The homogeneous propellants include the simple-base, double-base and triple-base propellants all made from
nitrocellulose. Heterogeneous propellants have a polymeric base and crystalline compounds and are known as
composite propellants [7]. In this last case, the organic and inorganic compounds are in highest percentages, however,
most of formulations contain stabilizers, burning catalysts, additives and plasticizers. One common polymeric base
for composite propellants is polyurethane. Polyurethanes present a structure that comprises soft and hard segments.
In general, the soft segments are usually oligomers with long methylene, oxy-methylene or other aliphatic sequences,
while the hard segments are urethane sequences brought together by reaction of short alkanediol with diisocyanate.
The soft and hard domains regulate their physical and mechanical behavior. An example of a chemical structure of
polyurethane is displayed in figure 2 [8].
Figure 2. Probable reaction between the polyol group and the isocyanate.
The polymeric matrix usually is the fuel for the combustion reaction. Nevertheless, solid reducing agents like
aluminum can be part of the composition [9].
The application and use of propellants exerts enormous influence in defense and military strategy of a country. One
composite propellant that has an important application in the military field is a gas generator propellant called base
bleed. However, there are few studies about base bleed propellant thermal decomposition involving kinetic data.

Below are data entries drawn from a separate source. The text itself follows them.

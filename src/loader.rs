//! Format-specific document loading.
//!
//! Selects a parser by file extension and returns ordered text sections
//! with their line positions. An unsupported or unparsable file is a
//! per-file error: the caller skips the file for this cycle and retries on
//! the next one.
//!
//! Supported formats:
//! - `.txt` / `.md` — plain text, one section
//! - `.csv` — one section per record, rendered as `header: value` lines
//! - `.pdf` — extracted text, one section

use anyhow::{Context, Result};
use std::path::Path;

/// A contiguous span of source text with its position in the file.
/// Sections are split into chunks downstream; positions seed the chunk
/// `loc` metadata.
#[derive(Debug, Clone)]
pub struct Section {
    pub text: String,
    pub from_line: usize,
}

pub fn load(path: &Path) -> Result<Vec<Section>> {
    let ext = path
        .extension()
        .and_then(|e| e.to_str())
        .map(|e| e.to_ascii_lowercase())
        .unwrap_or_default();

    match ext.as_str() {
        "txt" | "md" => load_text(path),
        "csv" => load_csv(path),
        "pdf" => load_pdf(path),
        other => anyhow::bail!("Unsupported file type: '.{}' ({})", other, path.display()),
    }
}

fn load_text(path: &Path) -> Result<Vec<Section>> {
    let text = std::fs::read_to_string(path)
        .with_context(|| format!("Failed to read {}", path.display()))?;
    Ok(vec![Section { text, from_line: 1 }])
}

/// Each CSV record becomes its own section, `header: value` per line.
fn load_csv(path: &Path) -> Result<Vec<Section>> {
    let mut reader = csv::Reader::from_path(path)
        .with_context(|| format!("Failed to read {}", path.display()))?;
    let headers = reader.headers()?.clone();

    let mut sections = Vec::new();
    for result in reader.records() {
        let record = result?;
        let line = record.position().map(|p| p.line() as usize).unwrap_or(0);
        let text = headers
            .iter()
            .zip(record.iter())
            .map(|(h, v)| format!("{}: {}", h, v))
            .collect::<Vec<_>>()
            .join("\n");
        sections.push(Section {
            text,
            from_line: line,
        });
    }

    Ok(sections)
}

fn load_pdf(path: &Path) -> Result<Vec<Section>> {
    let text = pdf_extract::extract_text(path)
        .with_context(|| format!("Failed to extract PDF text from {}", path.display()))?;
    Ok(vec![Section { text, from_line: 1 }])
}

When a gun ammunition is propelled, a total drag is caused by the fluid mechanical reasons and it is the most important
performance factor. In the case of a projectile, the total drag can be divided into pressure drag, viscous drag and base
drag which has the major contribution for the total drag especially at transonic speed [10]. The base drag reduces the
range of the projectile once is a mechanical force acting against the movement of the gun ammunition.
According to Bournot [11], there are two ways of reducing the drag. One is to modify the shape of the projectile using
a boat tailed after body in order to reduce the base surface area and the other one is to inject a low velocity fluid behind
of the projectile obtaining the base bleed effect. In case of low velocity fluid injection, base bleed propellants are used.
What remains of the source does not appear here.